Qualifiers set for the limelight after unpredicted success

It’s funny how things work out in sport sometimes.

Cast your mind back just a few years and Rugby League was up in arms about a new, crazy, outlandish proposal drawn up by the Rugby Football League. It was known as The Qualifiers.

The coming together of Super League and Championship clubs midway through the season to fight for promotion was scoffed at in disbelief by many. The RFL had finally lost the plot according to some.

But, on the eve of its third season as part of the Super 8s concept, The Qualifiers has suddenly become the most anticipated, must-see competition in the whole of the domestic calendar.

Some will argue that its popularity is a hindrance to the elite competition of Super League’s top eight teams, and in many ways, it has overshadowed it.

Yet the positives to come of the ‘middle 8s’ concept has perhaps taken everyone by surprise.

One of the biggest gripes about the concept was that it still didn’t give Championship clubs a realistic chance of promotion. Many believed the gap between Super League and Championship was too big to make it viable.

But Leigh’s promotion, achieved automatically without the use of the Million Pound Game, has turned that belief on its head emphatically and has in part added to the anticipation for the upcoming campaign. The scepticism that lingered has now disappeared for the most part.

The coming together of the two competitions has also had a huge impact on the Championship, which is more relevant than it has been for decades, and certainly worlds apart from the dark days of the franchising era when winning the competition was worth little more than a pat on the back.

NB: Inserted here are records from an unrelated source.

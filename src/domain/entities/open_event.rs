//! Email opened registration entities.

use chrono::{DateTime, Utc};
use serde::Serialize;
use std::collections::BTreeMap;
use uuid::Uuid;

use super::contact::ContactIdentifier;

/// Outcome of an open registration reported by the event store.
#[derive(Debug, Clone, Copy, PartialEq, Eq)]
pub struct RegistrationResult {
    /// `true` when an earlier registration for the same key is still within
    /// the duplicate protection interval.
    pub is_duplicate: bool,
}

impl RegistrationResult {
    pub fn registered() -> Self {
        Self {
            is_duplicate: false,
        }
    }

    pub fn duplicate() -> Self {
        Self { is_duplicate: true }
    }
}

/// Telemetry payload sent downstream when an email open is registered.
///
/// `custom_values` is empty unless a payload enricher is configured.
#[derive(Debug, Clone, PartialEq, Serialize)]
pub struct EmailOpenMessage {
    pub ip_address: Option<String>,
    pub user_agent: Option<String>,
    pub request_registered: DateTime<Utc>,
    pub message_id: Uuid,
    pub contact_identifier: ContactIdentifier,
    pub instance_id: Uuid,
    pub site_name: String,
    pub target_language: String,
    pub test_value_index: Option<i32>,
    pub email_address_history_entry_id: Option<Uuid>,
    pub custom_values: BTreeMap<String, String>,
}
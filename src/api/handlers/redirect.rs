//! Handler for tracked email click redirects.

use axum::{
    extract::{ConnectInfo, Request, State},
    http::{HeaderValue, StatusCode, header},
    response::{IntoResponse, Response},
};
use std::net::SocketAddr;
use tracing::warn;

use crate::api::middleware::message_context::MessageContext;
use crate::application::services::ClickRequest;
use crate::domain::entities::{ContactIdentifier, QueryParams};
use crate::state::AppState;
use crate::utils::request_context::request_context;

/// Query parameter carrying the contact identifier.
pub const CONTACT_ID_PARAM: &str = "ec_contact_id";
/// Query parameter carrying the contact identifier source.
pub const CONTACT_SOURCE_PARAM: &str = "ec_contact_source";

/// Redirects a tracked email click to its destination.
///
/// # Endpoint
///
/// `GET /redirect?ec_url=...&ec_message_id=...`
///
/// # Request Flow
///
/// 1. Build the request context (client IP, User-Agent, headers)
/// 2. Take the [`MessageContext`] attached by the message-context middleware
/// 3. Parse the contact identity from the query string
/// 4. Resolve the analytics tracker for the request
/// 5. Hand everything to [`crate::application::services::RedirectService`]
/// 6. Return 301 Moved Permanently
///
/// # Responses
///
/// Always `301` with a `Location` header while the endpoint is enabled: the
/// resolved URL, the original `ec_url`, or the configured not-found URL.
/// Returns `404 Not Found` with an empty body when the endpoint is disabled.
pub async fn redirect_handler(State(state): State<AppState>, request: Request) -> Response {
    if !state.settings.enabled {
        return StatusCode::NOT_FOUND.into_response();
    }

    let (parts, _body) = request.into_parts();

    let query = QueryParams::parse(parts.uri.query());
    let peer = parts
        .extensions
        .get::<ConnectInfo<SocketAddr>>()
        .map(|ConnectInfo(addr)| addr.ip());
    let context = request_context(&parts.headers, peer, state.settings.behind_proxy);
    let message = parts
        .extensions
        .get::<MessageContext>()
        .map(|c| c.message.clone());
    let contact = ContactIdentifier::from_link(
        query.get(CONTACT_ID_PARAM),
        query.get(CONTACT_SOURCE_PARAM),
    );
    let tracker = state.tracker_provider.current(&context);

    let decision = state
        .redirect_service
        .handle(ClickRequest {
            query: &query,
            message: message.as_ref(),
            contact: contact.as_ref(),
            request: &context,
            tracker: tracker.as_deref(),
            site_name: &state.settings.site_name,
        })
        .await;

    moved_permanently(
        &decision.location,
        state.redirect_service.item_not_found_url(),
    )
}

/// Builds a `301 Moved Permanently` response.
///
/// Falls back to `fallback` when `location` contains bytes not allowed in a
/// header value.
pub fn moved_permanently(location: &str, fallback: &str) -> Response {
    let value = HeaderValue::from_bytes(location.as_bytes())
        .or_else(|_| {
            warn!("Redirect target is not a valid header value, using not-found URL");
            HeaderValue::from_bytes(fallback.as_bytes())
        })
        .unwrap_or_else(|_| HeaderValue::from_static("/"));

    (StatusCode::MOVED_PERMANENTLY, [(header::LOCATION, value)]).into_response()
}

#[cfg(test)]
mod tests {
    use super::*;

    #[test]
    fn test_moved_permanently_sets_location() {
        let response = moved_permanently("https://example.com/page", "/not-found");

        assert_eq!(response.status(), StatusCode::MOVED_PERMANENTLY);
        assert_eq!(
            response.headers().get(header::LOCATION).unwrap(),
            "https://example.com/page"
        );
    }

    #[test]
    fn test_moved_permanently_keeps_non_ascii() {
        let response = moved_permanently("https://example.com/æble", "/not-found");

        assert_eq!(
            response.headers().get(header::LOCATION).unwrap().as_bytes(),
            "https://example.com/æble".as_bytes()
        );
    }

    #[test]
    fn test_moved_permanently_rejects_control_characters() {
        let response = moved_permanently("https://example.com/\r\nSet-Cookie: x=1", "/not-found");

        assert_eq!(response.status(), StatusCode::MOVED_PERMANENTLY);
        assert_eq!(
            response.headers().get(header::LOCATION).unwrap(),
            "/not-found"
        );
    }
}
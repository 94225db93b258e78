//! PostgreSQL implementation of the message repository.

use async_trait::async_trait;
use sqlx::PgPool;
use std::sync::Arc;
use uuid::Uuid;

use crate::domain::entities::MessageItem;
use crate::domain::repositories::MessageRepository;
use crate::error::AppError;

/// PostgreSQL repository for message definitions.
pub struct PgMessageRepository {
    pool: Arc<PgPool>,
}

impl PgMessageRepository {
    /// Creates a new repository with a database connection pool.
    pub fn new(pool: Arc<PgPool>) -> Self {
        Self { pool }
    }
}

#[async_trait]
impl MessageRepository for PgMessageRepository {
    async fn find_by_id(&self, id: Uuid) -> Result<Option<MessageItem>, AppError> {
        let row = sqlx::query_as::<_, (Uuid, String, String)>(
            r#"
            SELECT id, name, target_language
            FROM messages
            WHERE id = $1
            "#,
        )
        .bind(id)
        .fetch_optional(self.pool.as_ref())
        .await?;

        Ok(row.map(|(id, name, target_language)| MessageItem::new(id, name, target_language)))
    }

    async fn health_check(&self) -> bool {
        sqlx::query("SELECT 1")
            .execute(self.pool.as_ref())
            .await
            .is_ok()
    }
}
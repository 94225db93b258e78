//! PostgreSQL repository implementations.
//!
//! Concrete implementations of domain repository traits using SQLx.
//!
//! # Repositories
//!
//! - [`PgMessageRepository`] - Message definition lookups
//! - [`PgOpenEventRepository`] - Open-event persistence

pub mod pg_message_repository;
pub mod pg_open_event_repository;

pub use pg_message_repository::PgMessageRepository;
pub use pg_open_event_repository::PgOpenEventRepository;
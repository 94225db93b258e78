//! Infrastructure layer for external integrations.
//!
//! This layer implements the contracts defined by the domain layer.
//!
//! # Modules
//!
//! - [`event_store`] - Open registration stores (Redis and in-memory)
//! - [`persistence`] - PostgreSQL repository implementations
//! - [`telemetry`] - Queue-backed telemetry sink
//! - [`robots`] - Robot filter
//! - [`tracking`] - Cookie-based analytics tracker
//! - [`enrichment`] - Payload enrichers
//! - [`redirect_steps`] - Built-in redirect pipeline steps

pub mod enrichment;
pub mod event_store;
pub mod persistence;
pub mod redirect_steps;
pub mod robots;
pub mod telemetry;
pub mod tracking;
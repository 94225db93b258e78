//! Single-process event store.

use async_trait::async_trait;
use chrono::{DateTime, Utc};
use std::collections::HashMap;
use std::sync::Mutex;
use std::time::Duration;
use tracing::debug;
use uuid::Uuid;

use crate::domain::duplicate_window::DuplicateWindowPolicy;
use crate::domain::entities::{ContactIdentifier, RegistrationResult};
use crate::domain::repositories::{EmailEventStorage, StoreError, open_registration_key};

/// Event store keeping registrations in process memory.
///
/// Check-and-set happens under one mutex, so concurrent requests in this
/// process see at most one first registration per window. Registrations are
/// not shared between processes; use
/// [`RedisEventStorage`](super::RedisEventStorage) when running several
/// instances.
///
/// # Use Cases
///
/// - Development environments without Redis
/// - Single-instance deployments
/// - Tests
#[derive(Default)]
pub struct InMemoryEventStorage {
    registrations: Mutex<HashMap<String, (DateTime<Utc>, DuplicateWindowPolicy)>>,
}

impl InMemoryEventStorage {
    pub fn new() -> Self {
        debug!("Using in-memory event store");
        Self::default()
    }

    /// Registers at an explicit point in time.
    pub fn register_at(
        &self,
        key: String,
        window: DuplicateWindowPolicy,
        now: DateTime<Utc>,
    ) -> Result<RegistrationResult, StoreError> {
        let mut registrations = self
            .registrations
            .lock()
            .map_err(|_| StoreError::Unavailable("registration lock poisoned".to_string()))?;

        registrations.retain(|_, (at, policy)| policy.suppresses(*at, now));

        if registrations.contains_key(&key) {
            return Ok(RegistrationResult::duplicate());
        }

        if window.suppresses(now, now) {
            registrations.insert(key, (now, window));
        }

        Ok(RegistrationResult::registered())
    }

    /// Number of registrations currently held, expired ones included until the next write.
    pub fn len(&self) -> usize {
        self.registrations.lock().map(|r| r.len()).unwrap_or(0)
    }

    pub fn is_empty(&self) -> bool {
        self.len() == 0
    }
}

#[async_trait]
impl EmailEventStorage for InMemoryEventStorage {
    async fn register_email_opened(
        &self,
        message_id: Uuid,
        instance_id: Uuid,
        contact: &ContactIdentifier,
        duplicate_window: Duration,
    ) -> Result<RegistrationResult, StoreError> {
        let key = open_registration_key(message_id, instance_id, contact);
        self.register_at(key, DuplicateWindowPolicy::new(duplicate_window), Utc::now())
    }

    async fn health_check(&self) -> bool {
        self.registrations.lock().is_ok()
    }
}
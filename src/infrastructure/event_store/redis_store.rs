//! Redis-backed event store.

use async_trait::async_trait;
use redis::{AsyncCommands, Client, aio::ConnectionManager};
use std::time::Duration;
use tracing::{debug, info};
use uuid::Uuid;

use crate::domain::entities::{ContactIdentifier, RegistrationResult};
use crate::domain::repositories::{EmailEventStorage, StoreError, open_registration_key};

/// Event store using Redis `SET NX PX` as the atomic register-or-detect step.
///
/// The first writer of a key within the window gets `OK`; every other
/// writer gets nil until the key expires. Redis evaluates each command
/// atomically, so concurrent service instances share one guarantee.
pub struct RedisEventStorage {
    client: ConnectionManager,
}

impl RedisEventStorage {
    /// Connects to Redis and validates the connection with a PING.
    ///
    /// # Errors
    ///
    /// Returns [`StoreError::Unavailable`] if the URL is invalid, the
    /// connection cannot be established, or the PING fails.
    pub async fn connect(redis_url: &str) -> Result<Self, StoreError> {
        info!("Connecting to Redis event store");

        let client = Client::open(redis_url).map_err(|e| {
            StoreError::Unavailable(format!("Failed to create Redis client: {}", e))
        })?;

        let manager = ConnectionManager::new(client)
            .await
            .map_err(|e| StoreError::Unavailable(format!("Failed to connect to Redis: {}", e)))?;

        let mut test_conn = manager.clone();
        test_conn
            .ping::<()>()
            .await
            .map_err(|e| StoreError::Unavailable(format!("Redis PING failed: {}", e)))?;

        info!("✓ Connected to Redis event store");

        Ok(Self { client: manager })
    }
}

/// Longest expiry Redis accepts for `PX` without overflowing its clock arithmetic.
const MAX_PX_MILLIS: u64 = (i64::MAX / 2) as u64;

/// Converts a window to a `PX` argument, saturating instead of truncating.
fn px_millis(window: Duration) -> u64 {
    u64::try_from(window.as_millis())
        .unwrap_or(u64::MAX)
        .min(MAX_PX_MILLIS)
}

#[async_trait]
impl EmailEventStorage for RedisEventStorage {
    async fn register_email_opened(
        &self,
        message_id: Uuid,
        instance_id: Uuid,
        contact: &ContactIdentifier,
        duplicate_window: Duration,
    ) -> Result<RegistrationResult, StoreError> {
        let window_ms = px_millis(duplicate_window);
        if window_ms == 0 {
            return Ok(RegistrationResult::registered());
        }

        let key = open_registration_key(message_id, instance_id, contact);
        let mut conn = self.client.clone();

        let reply: Option<String> = redis::cmd("SET")
            .arg(&key)
            .arg(1)
            .arg("NX")
            .arg("PX")
            .arg(window_ms)
            .query_async(&mut conn)
            .await
            .map_err(|e| StoreError::Unavailable(format!("Redis SET failed: {}", e)))?;

        if reply.is_some() {
            debug!("Open registered: {}", key);
            Ok(RegistrationResult::registered())
        } else {
            debug!("Open already registered within window: {}", key);
            Ok(RegistrationResult::duplicate())
        }
    }

    async fn health_check(&self) -> bool {
        let mut conn = self.client.clone();
        conn.ping::<()>().await.is_ok()
    }
}

#[cfg(test)]
mod tests {
    use super::*;

    #[test]
    fn test_px_millis() {
        assert_eq!(px_millis(Duration::from_secs(300)), 300_000);
        assert_eq!(px_millis(Duration::ZERO), 0);
        assert_eq!(px_millis(Duration::MAX), MAX_PX_MILLIS);
    }
}
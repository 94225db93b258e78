//! Deduplicated "email opened" registration.

use std::collections::BTreeMap;
use std::sync::Arc;
use std::time::Duration;

use chrono::Utc;
use tracing::{debug, error};

use crate::domain::collaborators::{PayloadEnricher, TelemetrySink};
use crate::domain::duplicate_window::DuplicateWindowPolicy;
use crate::domain::entities::{ContactIdentifier, EmailOpenMessage, RequestContext, TrackedMessage};
use crate::domain::repositories::{EmailEventStorage, StoreError};

/// Default bound on a single event store call.
pub const DEFAULT_STORE_TIMEOUT: Duration = Duration::from_secs(2);

/// What a registration attempt ended with.
#[derive(Debug, Clone, Copy, PartialEq, Eq)]
pub enum RegistrationOutcome {
    /// First open in the window; telemetry was sent.
    Sent,
    /// An earlier open is still within the window; nothing was sent.
    Duplicate,
    /// The store failed or timed out; nothing was sent.
    StoreFailed,
    /// First open in the window, but the sink rejected the payload.
    Dropped,
}

/// Registers email opens against the event store and forwards first opens
/// to the telemetry sink.
///
/// Holds only injected configuration and collaborator handles, so one
/// instance is shared by all requests. The at-most-once-per-window guarantee
/// comes from the store's atomic register operation; this type does no
/// locking of its own.
pub struct OpenEventRegistrar {
    storage: Arc<dyn EmailEventStorage>,
    telemetry: Arc<dyn TelemetrySink>,
    enricher: Option<Arc<dyn PayloadEnricher>>,
    window: DuplicateWindowPolicy,
    store_timeout: Duration,
}

impl OpenEventRegistrar {
    /// Creates a registrar without payload enrichment.
    pub fn new(
        storage: Arc<dyn EmailEventStorage>,
        telemetry: Arc<dyn TelemetrySink>,
        window: DuplicateWindowPolicy,
    ) -> Self {
        Self {
            storage,
            telemetry,
            enricher: None,
            window,
            store_timeout: DEFAULT_STORE_TIMEOUT,
        }
    }

    /// Installs a strategy that appends custom fields to every payload.
    pub fn with_enricher(mut self, enricher: Arc<dyn PayloadEnricher>) -> Self {
        self.enricher = Some(enricher);
        self
    }

    pub fn with_store_timeout(mut self, timeout: Duration) -> Self {
        self.store_timeout = timeout;
        self
    }

    pub fn window(&self) -> DuplicateWindowPolicy {
        self.window
    }

    /// Registers an open of `message` by `contact`.
    ///
    /// Never fails: store errors and timeouts are logged and reported as
    /// [`RegistrationOutcome::StoreFailed`] so the redirect can continue.
    pub async fn register_open(
        &self,
        message: &TrackedMessage,
        contact: &ContactIdentifier,
        request: &RequestContext,
        site_name: &str,
    ) -> RegistrationOutcome {
        let registration = match self.register_with_timeout(message, contact).await {
            Ok(result) => result,
            Err(e) => {
                error!("Failed to get a registration result: {}", e);
                return RegistrationOutcome::StoreFailed;
            }
        };

        if registration.is_duplicate {
            debug!(
                "Email opened registration not processed as open is within duplicate protection interval. Message id: {}, instance id: {}, contact id: {}",
                message.message_id,
                message.instance_id(),
                contact.to_log_string()
            );
            metrics::counter!("exm_open_events_duplicate_total").increment(1);
            return RegistrationOutcome::Duplicate;
        }

        let mut payload = EmailOpenMessage {
            ip_address: request.ip_address.clone(),
            user_agent: request.user_agent.clone(),
            request_registered: Utc::now(),
            message_id: message.message_id,
            contact_identifier: contact.clone(),
            instance_id: message.instance_id(),
            site_name: site_name.to_string(),
            target_language: message.target_language.clone(),
            test_value_index: message.test_value_index,
            email_address_history_entry_id: message.email_address_history_entry_id,
            custom_values: BTreeMap::new(),
        };

        if let Some(enricher) = &self.enricher {
            enricher.enrich(&mut payload, request);
        }

        if !self.telemetry.send(payload) {
            return RegistrationOutcome::Dropped;
        }
        metrics::counter!("exm_open_events_sent_total").increment(1);

        RegistrationOutcome::Sent
    }

    async fn register_with_timeout(
        &self,
        message: &TrackedMessage,
        contact: &ContactIdentifier,
    ) -> Result<crate::domain::entities::RegistrationResult, StoreError> {
        let call = self.storage.register_email_opened(
            message.message_id,
            message.instance_id(),
            contact,
            self.window.interval(),
        );

        tokio::time::timeout(self.store_timeout, call)
            .await
            .map_err(|_| StoreError::Timeout(self.store_timeout))?
    }
}
//! Helper functions used across the application.
//!
//! - [`request_context`] - Client information extraction from HTTP requests

pub mod request_context;
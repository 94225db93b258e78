//! Repository trait for delivered open events.

use async_trait::async_trait;

use crate::domain::entities::EmailOpenMessage;
use crate::error::AppError;

/// Durable destination of open-event telemetry, written by the open worker.
///
/// # Implementations
///
/// - [`crate::infrastructure::persistence::PgOpenEventRepository`] - PostgreSQL implementation
/// - Test mocks available with `cfg(test)`
#[cfg_attr(test, mockall::automock)]
#[async_trait]
pub trait OpenEventRepository: Send + Sync {
    /// Persists one open event.
    ///
    /// # Errors
    ///
    /// Returns [`AppError::Internal`] on database errors.
    async fn record_open(&self, event: &EmailOpenMessage) -> Result<(), AppError>;
}
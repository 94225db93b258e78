use axum::{
    Json,
    http::StatusCode,
    response::{IntoResponse, Response},
};
use serde::Serialize;
use serde_json::{Value, json};
use thiserror::Error;

#[derive(Serialize)]
struct ErrorBody {
    error: ErrorInfo,
}

#[derive(Serialize)]
struct ErrorInfo {
    code: &'static str,
    message: String,
    details: Value,
}

/// Errors raised by repositories and the operational endpoints.
///
/// The tracking endpoint never renders these; it always answers with a
/// redirect.
#[derive(Debug, Error)]
pub enum AppError {
    #[error("{message}")]
    Validation { message: String, details: Value },
    #[error("{message}")]
    NotFound { message: String, details: Value },
    #[error("{message}")]
    Internal { message: String, details: Value },
}

impl AppError {
    pub fn bad_request(message: impl Into<String>, details: Value) -> Self {
        Self::Validation {
            message: message.into(),
            details,
        }
    }
    pub fn not_found(message: impl Into<String>, details: Value) -> Self {
        Self::NotFound {
            message: message.into(),
            details,
        }
    }
    pub fn internal(message: impl Into<String>, details: Value) -> Self {
        Self::Internal {
            message: message.into(),
            details,
        }
    }
}

impl IntoResponse for AppError {
    fn into_response(self) -> Response {
        let (status, code, message, details) = match self {
            AppError::Validation { message, details } => (
                StatusCode::BAD_REQUEST,
                "validation_error",
                message,
                details,
            ),
            AppError::NotFound { message, details } => {
                (StatusCode::NOT_FOUND, "not_found", message, details)
            }
            AppError::Internal { message, details } => (
                StatusCode::INTERNAL_SERVER_ERROR,
                "internal_error",
                message,
                details,
            ),
        };

        let body = ErrorBody {
            error: ErrorInfo {
                code,
                message,
                details,
            },
        };

        (status, Json(body)).into_response()
    }
}

impl From<sqlx::Error> for AppError {
    fn from(e: sqlx::Error) -> Self {
        map_sqlx_error(e)
    }
}

pub fn map_sqlx_error(e: sqlx::Error) -> AppError {
    match e {
        sqlx::Error::PoolTimedOut | sqlx::Error::PoolClosed => {
            AppError::internal("Database unavailable", json!({}))
        }
        other => {
            tracing::debug!("Database error: {}", other);
            AppError::internal("Database error", json!({}))
        }
    }
}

More impressively, clubs in the Championship have shown they are more than capable of holding their own. While Super League clubs, understandably, win the majority of the games, there are enough cases to show they are a viable threat to the teams they’re competing against. It has seen young, talented coaches take the spotlight and triggered top-tier clubs to spend more time scouting those in the divisions below them.

However, what is perhaps most important is that it has created talking points and drama the sport has so desperately lacked.

The Million Pound Game, while still having its critics, provided the most memorable game since the Super 8s was launched. Heck, it provided one of the most memorable moments of this century.

This year’s make-up promises to provide more of the same. Big-hitters Warrington are the surprise entrants and are heavily backed to ease through the campaign, but for the other Super League clubs, Catalans, Leigh and Widnes, there is a growing belief that their Super League days could be numbered.

The threats to their top-level status come in the shape of Hull Kingston Rovers, seeking vengeance after suffering relegation last year in the most dramatic of circumstances, and London Broncos, another former Super League outfit back on the rise after some turbulent years. The plight of the Broncos is one of the most intriguing prospects of the competition.

Then you have the underdogs, part-timers Featherstone and Halifax. While unfancied, there can be little doubting their belief. Both sides are capable, a realistic threat. That alone makes them dangerous.

Sceptics will remain, but try and find drama like it anywhere else.